The legislation proposes that the fourth Saturday in November every year be commemorated as Holodomor Memorial Day in B.C. It also recognizes the survivors of Holodomor who moved to British Columbia and made a positive contribution to the province. (A draft transcript of Bill M207 can be found here.)

As mentioned in an earlier post, the provinces of Saskatchewan, Alberta, Manitoba and Ontario have enacted legislation recognizing the Holodomor and honouring the survivors of this crime against humanity, as has the federal government.

Pictured here are representatives of BC's Ukrainian community present at the reading in support of Mr. Ralston in his efforts to promote Holodomor recognition and awareness, along with other MLAs.

L-R:Valentyna Kaspryk (survivor), Alexandra Ciacka (wife of survivor), Ludmilla Weaver, Robert Herchak, Myroslav Petriw (Secretary-Treasurer UCC-BC), MLA for Surrey-Whalley Bruce Ralston, Rev. Edward Kwiatkowski, MLA for West Kootenay Katrine Conroy, Roman Brunwald, MLA for Surrey-Green Timbers Sue Hammel, MLA far Vancouver-Kensington Mable Elmore (not pictured - Ihor Stanley Osobik and Maria Pomircha) L-R: Mariika Pilip, Bohdan Fedorko, Ludmilla Weaver, Olga Zakhariw (survivor), Peter Zakhariw, Alexander Teliszewsky (visiting officer of Ukrainian Armed Forces ret.)

Photos courtesy Mirko Petriw.

Many thanks to the politicians in both provinces for introducing and supporting these bills. It is inspiring and encouraging to see them put aside their political rivalries from time to time and do the decent human thing together.

Thanks also to the local Canwest folks out east for reporting the story in Quebec, and to the Montreal Gazette for carrying it. Not surprisingly, our local BC media did not see fit to report on the reading here. Likewise it escaped the notice of the national media that two provinces introduced more or less identical legislation on the same day. I guess they do not consider it newsworthy when events and issues bring people together, as opposed to dividing them ... especially in the arena of partisan politics. Which is fine. Gives us citizen journalists an opportunity to hone our skills.

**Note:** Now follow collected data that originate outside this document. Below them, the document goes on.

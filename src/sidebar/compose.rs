//! Builds the sidebar content buffer from a PR snapshot.
//!
//! Sections come in a fixed order with exactly one blank line between each
//! pair: title, branch line, pill row, description, checks, activity.
//! Composition is pure: the same (snapshot, width) always yields the same
//! lines.

use ratatui::style::{Modifier, Style};
use ratatui::text::{Line, Span};

use crate::github::PrSnapshot;
use crate::markdown;
use crate::sidebar::status::{rollup, CheckRun, Mergeability, PrState, RollupState};
use crate::ui::styles;
use crate::ui::text::word_wrap;

/// Columns reserved next to the title for border and padding decoration.
const TITLE_RESERVE: u16 = 6;

/// Glyph shown on the checks pill while runs are still in flight.
const WAITING_GLYPH: &str = "○";

pub fn compose(pr: &PrSnapshot, width: u16) -> Vec<Line<'static>> {
    let sections: [Vec<Line<'static>>; 6] = [
        title_block(pr, width),
        vec![branch_line(pr)],
        vec![pill_row(pr)],
        description_block(pr, width),
        checks_block(&pr.checks),
        activity_block(pr, width),
    ];

    let mut out = Vec::new();
    for (i, section) in sections.into_iter().enumerate() {
        if i > 0 {
            out.push(Line::from(""));
        }
        out.extend(section);
    }
    out
}

fn title_block(pr: &PrSnapshot, width: u16) -> Vec<Line<'static>> {
    let wrap_width = width.saturating_sub(TITLE_RESERVE) as usize;
    word_wrap(&pr.title, wrap_width)
        .into_iter()
        .map(|l| Line::from(Span::styled(l, styles::title_style())))
        .collect()
}

fn branch_line(pr: &PrSnapshot) -> Line<'static> {
    Line::from(Span::styled(
        format!("{} → {}", pr.base_ref, pr.head_ref),
        styles::muted_style(),
    ))
}

// ── Pills ──

fn pill_row(pr: &PrSnapshot) -> Line<'static> {
    let mut spans = vec![state_pill(pr.state)];
    if let Some(pill) = mergeable_pill(pr.mergeable) {
        spans.push(Span::raw(" "));
        spans.push(pill);
    }
    spans.push(Span::raw(" "));
    spans.push(checks_pill(rollup(&pr.checks)));
    Line::from(spans)
}

fn state_pill(state: PrState) -> Span<'static> {
    let bg = match state {
        PrState::Open => styles::OPEN_BG,
        PrState::Closed => styles::CLOSED_BG,
        PrState::Merged => styles::MERGED_BG,
    };
    Span::styled(
        format!(" {} ", state.label()),
        Style::default().fg(styles::BRIGHT).bg(bg),
    )
}

fn mergeable_pill(mergeable: Mergeability) -> Option<Span<'static>> {
    match mergeable {
        Mergeability::Conflicting => {
            Some(Span::styled(" Merge Conflicts ", styles::pill_warning()))
        }
        Mergeability::Mergeable => Some(Span::styled(" Mergeable ", styles::pill_success())),
        Mergeability::Unknown => None,
    }
}

fn checks_pill(state: RollupState) -> Span<'static> {
    match state {
        RollupState::Failure => Span::styled(" Checks ", styles::pill_warning()),
        RollupState::Pending => Span::styled(
            format!(" {WAITING_GLYPH} Checks "),
            styles::pill_faint(),
        ),
        RollupState::Success => Span::styled(" Checks ", styles::pill_success()),
    }
}

// ── Description ──

fn description_block(pr: &PrSnapshot, width: u16) -> Vec<Line<'static>> {
    let body = strip_html_comments(&pr.body);
    let body = body.trim();
    if body.is_empty() {
        return vec![Line::from(Span::styled(
            "No description provided.",
            Style::default()
                .fg(styles::DIM)
                .add_modifier(Modifier::ITALIC),
        ))];
    }
    // Fail-soft: a renderer error degrades to an empty block so the rest
    // of the sidebar still shows.
    markdown::render(body, width).unwrap_or_default()
}

/// Remove every `<!-- ... -->` range, smallest match first, including
/// ranges spanning line breaks. An unterminated opener drops the rest of
/// the text.
fn strip_html_comments(body: &str) -> String {
    let mut out = String::with_capacity(body.len());
    let mut rest = body;
    while let Some(start) = rest.find("<!--") {
        out.push_str(&rest[..start]);
        match rest[start + 4..].find("-->") {
            Some(end) => rest = &rest[start + 4 + end + 3..],
            None => return out,
        }
    }
    out.push_str(rest);
    out
}

// ── Checks ──

fn checks_block(checks: &[CheckRun]) -> Vec<Line<'static>> {
    let mut lines = vec![Line::from(Span::styled(
        "Checks",
        Style::default()
            .fg(styles::CYAN)
            .add_modifier(Modifier::BOLD),
    ))];
    if checks.is_empty() {
        lines.push(Line::from(Span::styled(
            "No checks reported.",
            styles::muted_style(),
        )));
        return lines;
    }
    for check in checks {
        let (glyph, style) = match check.conclusion {
            Some(c) if c.is_failure() => ("✗", styles::check_failure()),
            Some(_) => ("✓", styles::check_success()),
            None if check.status.is_waiting() => (WAITING_GLYPH, styles::check_pending()),
            None => ("–", styles::dim_style()),
        };
        lines.push(Line::from(vec![
            Span::styled(format!("{glyph} "), style),
            Span::styled(check.name.clone(), Style::default().fg(styles::TEXT)),
        ]));
    }
    lines
}

// ── Activity ──

fn activity_block(pr: &PrSnapshot, width: u16) -> Vec<Line<'static>> {
    let mut lines = vec![Line::from(Span::styled(
        "Activity",
        Style::default()
            .fg(styles::CYAN)
            .add_modifier(Modifier::BOLD),
    ))];
    if pr.activity.is_empty() {
        lines.push(Line::from(Span::styled(
            "No activity yet.",
            styles::muted_style(),
        )));
        return lines;
    }
    let wrap_width = (width as usize).saturating_sub(2);
    for (i, entry) in pr.activity.iter().enumerate() {
        if i > 0 {
            lines.push(Line::from(""));
        }
        lines.push(Line::from(vec![
            Span::styled(
                entry.author.clone(),
                Style::default()
                    .fg(styles::CYAN)
                    .add_modifier(Modifier::BOLD),
            ),
            Span::styled(format!("  {}", entry.created_at), styles::dim_style()),
        ]));
        for wrapped in word_wrap(&entry.body, wrap_width) {
            lines.push(Line::from(Span::styled(
                format!("  {wrapped}"),
                Style::default().fg(styles::TEXT),
            )));
        }
    }
    lines
}

#[cfg(test)]
mod tests {
    use super::*;
    use crate::github::ActivityEntry;
    use crate::sidebar::status::{CheckConclusion, CheckStatus};

    fn snapshot() -> PrSnapshot {
        PrSnapshot {
            number: 42,
            title: "Improve parser".to_string(),
            body: String::new(),
            author: "carol".to_string(),
            base_ref: "main".to_string(),
            head_ref: "parser-improvements".to_string(),
            state: PrState::Open,
            mergeable: Mergeability::Mergeable,
            checks: vec![CheckRun {
                name: "build".to_string(),
                status: CheckStatus::Completed,
                conclusion: Some(CheckConclusion::Success),
            }],
            activity: Vec::new(),
        }
    }

    fn line_text(line: &Line<'_>) -> String {
        line.spans.iter().map(|s| s.content.as_ref()).collect()
    }

    fn all_text(lines: &[Line<'_>]) -> String {
        lines
            .iter()
            .map(line_text)
            .collect::<Vec<_>>()
            .join("\n")
    }

    #[test]
    fn strip_single_comment() {
        assert_eq!(strip_html_comments("A <!-- hidden -->B"), "A B");
    }

    #[test]
    fn strip_multiline_comment() {
        assert_eq!(strip_html_comments("keep<!--\nline one\nline two\n-->this"), "keepthis");
    }

    #[test]
    fn strip_is_non_greedy() {
        assert_eq!(
            strip_html_comments("<!-- a -->visible<!-- b -->"),
            "visible"
        );
    }

    #[test]
    fn strip_unterminated_drops_remainder() {
        assert_eq!(strip_html_comments("before<!-- never closed"), "before");
    }

    #[test]
    fn strip_without_comments_is_identity() {
        assert_eq!(strip_html_comments("plain text"), "plain text");
    }

    #[test]
    fn description_excludes_comment_content() {
        let mut pr = snapshot();
        pr.body = "A <!-- hidden -->B".to_string();
        let text = all_text(&compose(&pr, 40));
        assert!(!text.contains("hidden"));
        assert!(text.contains("A B"));
    }

    #[test]
    fn empty_body_renders_placeholder() {
        let pr = snapshot();
        let text = all_text(&compose(&pr, 40));
        assert!(text.contains("No description provided."));
    }

    #[test]
    fn comment_only_body_renders_placeholder() {
        let mut pr = snapshot();
        pr.body = "  <!-- template boilerplate -->  ".to_string();
        let text = all_text(&compose(&pr, 40));
        assert!(text.contains("No description provided."));
    }

    #[test]
    fn conflicting_renders_warning_pill() {
        let mut pr = snapshot();
        pr.mergeable = Mergeability::Conflicting;
        let lines = compose(&pr, 40);
        let pill = lines
            .iter()
            .flat_map(|l| l.spans.iter())
            .find(|s| s.content.as_ref().contains("Merge Conflicts"))
            .expect("conflicts pill");
        assert_eq!(pill.style.bg, Some(styles::RED));
    }

    #[test]
    fn mergeable_renders_success_pill() {
        let pr = snapshot();
        let lines = compose(&pr, 40);
        let pill = lines
            .iter()
            .flat_map(|l| l.spans.iter())
            .find(|s| s.content.as_ref().contains("Mergeable"))
            .expect("mergeable pill");
        assert_eq!(pill.style.bg, Some(styles::GREEN));
    }

    #[test]
    fn unknown_mergeability_renders_no_pill() {
        let mut pr = snapshot();
        pr.mergeable = Mergeability::Unknown;
        let text = all_text(&compose(&pr, 40));
        assert!(!text.contains("Mergeable"));
        assert!(!text.contains("Merge Conflicts"));
    }

    #[test]
    fn pending_checks_pill_has_waiting_glyph() {
        let mut pr = snapshot();
        pr.checks = vec![CheckRun {
            name: "slow".to_string(),
            status: CheckStatus::InProgress,
            conclusion: None,
        }];
        let lines = compose(&pr, 40);
        let pill = lines
            .iter()
            .flat_map(|l| l.spans.iter())
            .find(|s| s.content.as_ref().contains("Checks") && s.style.bg.is_some())
            .expect("checks pill");
        assert!(pill.content.as_ref().contains(WAITING_GLYPH));
    }

    #[test]
    fn open_mergeable_success_scenario() {
        let pr = snapshot();
        assert_eq!(rollup(&pr.checks), RollupState::Success);
        let lines = compose(&pr, 40);
        let text = all_text(&lines);
        assert!(text.contains(" Open "));
        assert!(text.contains(" Mergeable "));
        assert!(text.contains(" Checks "));
        assert!(text.contains("No description provided."));
    }

    #[test]
    fn title_wraps_to_reserved_width() {
        let mut pr = snapshot();
        pr.title = "a very long pull request title that needs wrapping".to_string();
        let lines = compose(&pr, 20);
        // title lines come first, wrapped to 20 - 6 = 14 columns
        assert!(line_text(&lines[0]).chars().count() <= 14);
        assert!(line_text(&lines[1]).chars().count() <= 14);
    }

    #[test]
    fn branch_line_uses_arrow() {
        let text = all_text(&compose(&snapshot(), 40));
        assert!(text.contains("main → parser-improvements"));
    }

    #[test]
    fn one_blank_line_between_title_and_branches() {
        let lines = compose(&snapshot(), 40);
        // single-line title, then exactly one separator, then branches
        assert_eq!(line_text(&lines[0]), "Improve parser");
        assert_eq!(line_text(&lines[1]), "");
        assert!(line_text(&lines[2]).contains("→"));
    }

    #[test]
    fn activity_entries_are_rendered() {
        let mut pr = snapshot();
        pr.activity = vec![ActivityEntry {
            author: "dave".to_string(),
            created_at: "2025-03-01".to_string(),
            body: "Looks good to me".to_string(),
        }];
        let text = all_text(&compose(&pr, 40));
        assert!(text.contains("dave"));
        assert!(text.contains("Looks good to me"));
    }

    #[test]
    fn compose_is_deterministic() {
        let mut pr = snapshot();
        pr.body = "# Heading\n\nSome *body* text".to_string();
        assert_eq!(compose(&pr, 40), compose(&pr, 40));
    }
}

National Holodomor Awareness Week continues through November 29. You can find a list of commemorative events across the country here or visit the UCC website.

Ukraine Remembers – the World Acknowledges
Україна пам'ятає - Світ визнає


Ukrainian Canadian said...

Good stuff - now we need to find the actual bill online!

Pawlina said...

I agree! All I could find was that draft transcipt from Hansard.

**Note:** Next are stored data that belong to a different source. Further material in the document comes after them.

use serde::Deserialize;

#[derive(Debug, Clone, Default, Deserialize)]
pub struct PrlConfig {
    #[serde(default)]
    pub preview: PreviewConfig,
    #[serde(default)]
    pub display: DisplayConfig,
}

/// [preview] section: the sidebar pane.
#[derive(Debug, Clone, Deserialize)]
pub struct PreviewConfig {
    /// Total column width of the sidebar pane
    #[serde(default = "default_preview_width")]
    pub width: u16,
    /// Whether the sidebar starts open
    #[serde(default = "default_true")]
    pub open: bool,
}

/// [display] section: list pane options.
#[derive(Debug, Clone, Deserialize)]
pub struct DisplayConfig {
    #[serde(default = "default_true")]
    pub show_author: bool,
    #[serde(default = "default_true")]
    pub show_branch: bool,
}

fn default_preview_width() -> u16 {
    50
}

fn default_true() -> bool {
    true
}

impl Default for PreviewConfig {
    fn default() -> Self {
        Self {
            width: default_preview_width(),
            open: true,
        }
    }
}

impl Default for DisplayConfig {
    fn default() -> Self {
        Self {
            show_author: true,
            show_branch: true,
        }
    }
}

/// Load config by merging global defaults with per-repo overrides.
/// Priority: per-repo `.prl-config.toml` > global `~/.config/prl/config.toml`
/// > built-in defaults. Merging is deep: individual fields within sections
/// override independently.
pub fn load_config(repo_root: &str) -> PrlConfig {
    let local_path = format!("{repo_root}/.prl-config.toml");
    let global_path = dirs::config_dir()
        .map(|d| d.join("prl/config.toml").to_string_lossy().to_string());

    let global_table = global_path
        .and_then(|p| std::fs::read_to_string(p).ok())
        .and_then(parse_table);

    let local_table = std::fs::read_to_string(&local_path)
        .ok()
        .and_then(parse_table);

    let merged = match (global_table, local_table) {
        (Some(mut global), Some(local)) => {
            deep_merge(&mut global, local);
            toml::Value::Table(global)
        }
        (Some(global), None) => toml::Value::Table(global),
        (None, Some(local)) => toml::Value::Table(local),
        (None, None) => return PrlConfig::default(),
    };

    merged.try_into().unwrap_or_default()
}

fn parse_table(content: String) -> Option<toml::map::Map<String, toml::Value>> {
    match content.parse::<toml::Value>().ok()? {
        toml::Value::Table(t) => Some(t),
        _ => None,
    }
}

/// Recursively merge `overlay` into `base`. Overlay values win; nested
/// tables are merged recursively.
fn deep_merge(
    base: &mut toml::map::Map<String, toml::Value>,
    overlay: toml::map::Map<String, toml::Value>,
) {
    for (key, value) in overlay {
        match (base.get_mut(&key), &value) {
            (Some(toml::Value::Table(base_table)), toml::Value::Table(overlay_table)) => {
                deep_merge(base_table, overlay_table.clone());
            }
            _ => {
                base.insert(key, value);
            }
        }
    }
}

#[cfg(test)]
mod tests {
    use super::*;
    use std::io::Write;

    #[test]
    fn defaults_when_no_files() {
        let dir = tempfile::tempdir().unwrap();
        let config = load_config(dir.path().to_str().unwrap());
        assert_eq!(config.preview.width, 50);
        assert!(config.preview.open);
        assert!(config.display.show_author);
    }

    #[test]
    fn local_file_overrides_per_field() {
        let dir = tempfile::tempdir().unwrap();
        let path = dir.path().join(".prl-config.toml");
        let mut file = std::fs::File::create(&path).unwrap();
        writeln!(file, "[preview]\nwidth = 72").unwrap();

        let config = load_config(dir.path().to_str().unwrap());
        assert_eq!(config.preview.width, 72);
        // untouched field keeps its default
        assert!(config.preview.open);
    }

    #[test]
    fn malformed_local_file_falls_back_to_defaults() {
        let dir = tempfile::tempdir().unwrap();
        let path = dir.path().join(".prl-config.toml");
        std::fs::write(&path, "not [valid toml").unwrap();

        let config = load_config(dir.path().to_str().unwrap());
        assert_eq!(config.preview.width, 50);
    }

    #[test]
    fn deep_merge_prefers_overlay_within_sections() {
        let mut base = parse_table("[preview]\nwidth = 40\nopen = false".to_string()).unwrap();
        let overlay = parse_table("[preview]\nwidth = 80".to_string()).unwrap();
        deep_merge(&mut base, overlay);

        let merged: PrlConfig = toml::Value::Table(base).try_into().unwrap();
        assert_eq!(merged.preview.width, 80);
        assert!(!merged.preview.open);
    }
}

It would be nice for the BC bill to be online in as elegant a format as the Quebec one.

Hopefully Mr. Ralston will have someone post it soon.

Vasyl Pawlowsky said...

It is great to hear that both BC and QC passed bills on the same day regarding the recognition of the 1932-33 famine as genocide.

We must not forget that so much of that work of what defined genocide was done by Dr. Raphael Lemkin who was recoginzed as "father of the genocide convention."

Lemkin himself in 1953 at a lecture in New York City it was Lemkin who even noted that there was "destruction of the Ukrainian nation" as the "classic example of Soviet genocide," adding insightfully: "The Ukrainian is not and never has been a Russian. His culture, his temperament, his language, his religion, are all different ... to eliminate (Ukrainian) nationalism ... the Ukrainian peasantry was sacrificed ... a famine was necessary for the Soviet and so they got one to order ... if the Soviet program succeeds completely, if the intelligentsia, the priest, and the peasant can be eliminated then Ukraine will be as dead as if every Ukrainian were killed, for it will have lost that part of it which has kept and developed its culture, its beliefs, its common ideas, which have guided it and given it a soul, which, in short, made it a nation ... This is not simply a case of mass murder. It is a case of genocide, of the destruction, not of individuals only, but of a culture and a nation."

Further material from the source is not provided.